2013 Winner: Error Rates for Nanopore Discrimination Among Cytosine Markers Along Individual DNA Strands

Project Information
Error Rates for Nanopore Discrimination Among Cytosine Markers Along Individual DNA Strands
Engineering
BME 195
A recent discovery from the Human Genome Project is that humans have significantly fewer genes than expected, numbering approximately 20,000. To make up for the low number, these genes have the capacity to be regulated, allowing cells to specialize despite carrying the same genetic information by turning on and off genes which are needed for its function. This specialization is made possible by markers placed on DNA bases that regulate the expression of the nearby gene. Current methods of detecting these markers require extensive chemical preparation which is costly, error prone, and only resolve if the DNA has been marked, and not which marker is present, which can be misleading because different markers can have opposite effects on the expression of genes. I have shown that the nanopore system can distinguish between no marker, a marker which lowers gene expression, and a marker which occasionally raises gene expression, without the need for any chemical preparation at all.
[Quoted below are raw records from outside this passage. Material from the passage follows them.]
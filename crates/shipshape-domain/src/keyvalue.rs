//! Key-value rule evaluation shared by every structured-data check.
//!
//! A rule names a path into a parsed document and says what the value(s)
//! found there must look like: equal to an expected value, or free of
//! disallowed entries, or limited to allowed entries.

use serde::de::Error as _;
use serde::{Deserialize, Deserializer, Serialize};
use serde_json::Value;

use crate::lookup::{self, PathError};

#[derive(Clone, Debug, Default, PartialEq, Eq, Serialize, Deserialize)]
#[serde(rename_all = "kebab-case")]
pub struct KeyValue {
    pub key: String,
    #[serde(default, deserialize_with = "scalar_string")]
    pub value: String,
    #[serde(default)]
    pub truthy: bool,
    #[serde(default)]
    pub is_list: bool,
    #[serde(default)]
    pub optional: bool,
    #[serde(
        default,
        alias = "disallowed-values",
        deserialize_with = "scalar_strings"
    )]
    pub disallowed: Vec<String>,
    #[serde(default, alias = "allowed-values", deserialize_with = "scalar_strings")]
    pub allowed: Vec<String>,
}

/// Any YAML scalar as text (`1`, `true`, `1.5`); `null` becomes empty.
fn yaml_scalar_to_string(value: serde_yaml::Value) -> Result<String, String> {
    match value {
        serde_yaml::Value::Null => Ok(String::new()),
        serde_yaml::Value::Bool(b) => Ok(b.to_string()),
        serde_yaml::Value::Number(n) => Ok(n.to_string()),
        serde_yaml::Value::String(s) => Ok(s),
        serde_yaml::Value::Tagged(tagged) => yaml_scalar_to_string(tagged.value),
        serde_yaml::Value::Sequence(_) | serde_yaml::Value::Mapping(_) => {
            Err("expected a scalar value".to_string())
        }
    }
}

fn scalar_string<'de, D: Deserializer<'de>>(deserializer: D) -> Result<String, D::Error> {
    let value = serde_yaml::Value::deserialize(deserializer)?;
    yaml_scalar_to_string(value).map_err(D::Error::custom)
}

fn scalar_strings<'de, D: Deserializer<'de>>(deserializer: D) -> Result<Vec<String>, D::Error> {
    Vec::<serde_yaml::Value>::deserialize(deserializer)?
        .into_iter()
        .map(|v| yaml_scalar_to_string(v).map_err(D::Error::custom))
        .collect()
}

#[derive(Clone, Debug, PartialEq, Eq, thiserror::Error)]
pub enum RuleError {
    #[error(transparent)]
    InvalidPath(#[from] PathError),
    #[error("list of allowed or disallowed values not provided")]
    MissingValueLists,
    #[error("A list of values was found but is-list is not set")]
    UnexpectedList,
}

#[derive(Clone, Debug, PartialEq, Eq)]
pub enum KeyValueOutcome {
    Error(RuleError),
    NotFound,
    /// Carries the distinct mismatching values, first-seen order.
    NotEqual(Vec<String>),
    /// Carries the distinct violating values, first-seen order.
    DisallowedFound(Vec<String>),
    Equal,
}

#[derive(Clone, Copy, Debug, PartialEq, Eq)]
enum Truthiness {
    True,
    False,
    Neither,
}

fn truthiness(value: &str) -> Truthiness {
    match value {
        "1" | "true" => Truthiness::True,
        "0" | "false" | "null" => Truthiness::False,
        _ => Truthiness::Neither,
    }
}

/// Renders a scalar the way it would appear in a config file.
pub fn scalar_to_string(value: &Value) -> String {
    match value {
        Value::String(s) => s.clone(),
        Value::Null => "null".to_string(),
        other => other.to_string(),
    }
}

fn is_blank(value: &Value) -> bool {
    match value {
        Value::Null => true,
        Value::String(s) => s.trim().is_empty(),
        _ => false,
    }
}

fn push_unique(values: &mut Vec<String>, value: String) {
    if !values.contains(&value) {
        values.push(value);
    }
}

impl KeyValue {
    pub fn new(key: impl Into<String>, value: impl Into<String>) -> Self {
        Self {
            key: key.into(),
            value: value.into(),
            ..Self::default()
        }
    }

    fn has_value_lists(&self) -> bool {
        !self.allowed.is_empty() || !self.disallowed.is_empty()
    }

    /// Compares `actual` with the expected value: by truthiness bucket when
    /// `truthy` is set, otherwise case-insensitively.
    pub fn equals(&self, actual: &str) -> bool {
        if self.truthy {
            let expected = truthiness(&self.value);
            return expected != Truthiness::Neither && expected == truthiness(actual);
        }
        self.value.to_lowercase() == actual.to_lowercase()
    }

    /// Blank values never violate; otherwise a value violates when it is
    /// disallowed, or when an allow-list exists and does not contain it.
    pub fn is_disallowed(&self, value: &str) -> bool {
        if value.trim().is_empty() {
            return false;
        }
        if self.disallowed.iter().any(|d| d == value) {
            return true;
        }
        !self.allowed.is_empty() && !self.allowed.iter().any(|a| a == value)
    }

    /// Looks the rule's key up in `document` and evaluates what was found.
    pub fn check(&self, document: &Value) -> KeyValueOutcome {
        match lookup::find(document, &self.key) {
            Ok(found) => self.evaluate(&found),
            Err(e) => KeyValueOutcome::Error(e.into()),
        }
    }

    /// Evaluates values already located by a path query.
    pub fn evaluate(&self, found: &[&Value]) -> KeyValueOutcome {
        if found.is_empty() {
            return if self.optional {
                KeyValueOutcome::Equal
            } else {
                KeyValueOutcome::NotFound
            };
        }

        if !self.has_value_lists() {
            if self.is_list {
                return KeyValueOutcome::Error(RuleError::MissingValueLists);
            }
            let mut not_equal = Vec::new();
            for item in found {
                if item.is_array() {
                    return KeyValueOutcome::Error(RuleError::UnexpectedList);
                }
                let actual = scalar_to_string(item);
                if !self.equals(&actual) {
                    push_unique(&mut not_equal, actual);
                }
            }
            return if not_equal.is_empty() {
                KeyValueOutcome::Equal
            } else {
                KeyValueOutcome::NotEqual(not_equal)
            };
        }

        let mut violations = Vec::new();
        for item in found {
            match item {
                Value::Array(elements) if self.is_list => {
                    for element in elements {
                        self.collect_violation(element, &mut violations);
                    }
                }
                Value::Array(_) => return KeyValueOutcome::Error(RuleError::UnexpectedList),
                scalar => self.collect_violation(scalar, &mut violations),
            }
        }
        if violations.is_empty() {
            KeyValueOutcome::Equal
        } else {
            KeyValueOutcome::DisallowedFound(violations)
        }
    }

    fn collect_violation(&self, value: &Value, violations: &mut Vec<String>) {
        if is_blank(value) {
            return;
        }
        let value = scalar_to_string(value);
        if self.is_disallowed(&value) {
            push_unique(violations, value);
        }
    }
}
By combining the signals produced from the nanopore setup with various machine learning algorithms, my work has shown that, based on the surrounding DNA context, error rates ranging from 1.8% to 12.3% are achieved in discrimination between the three possibilities on a single molecule of DNA. The paper containing these results is in progress, and expected to be submitted to the Journal of the American Chemical Society (JACS) within the month.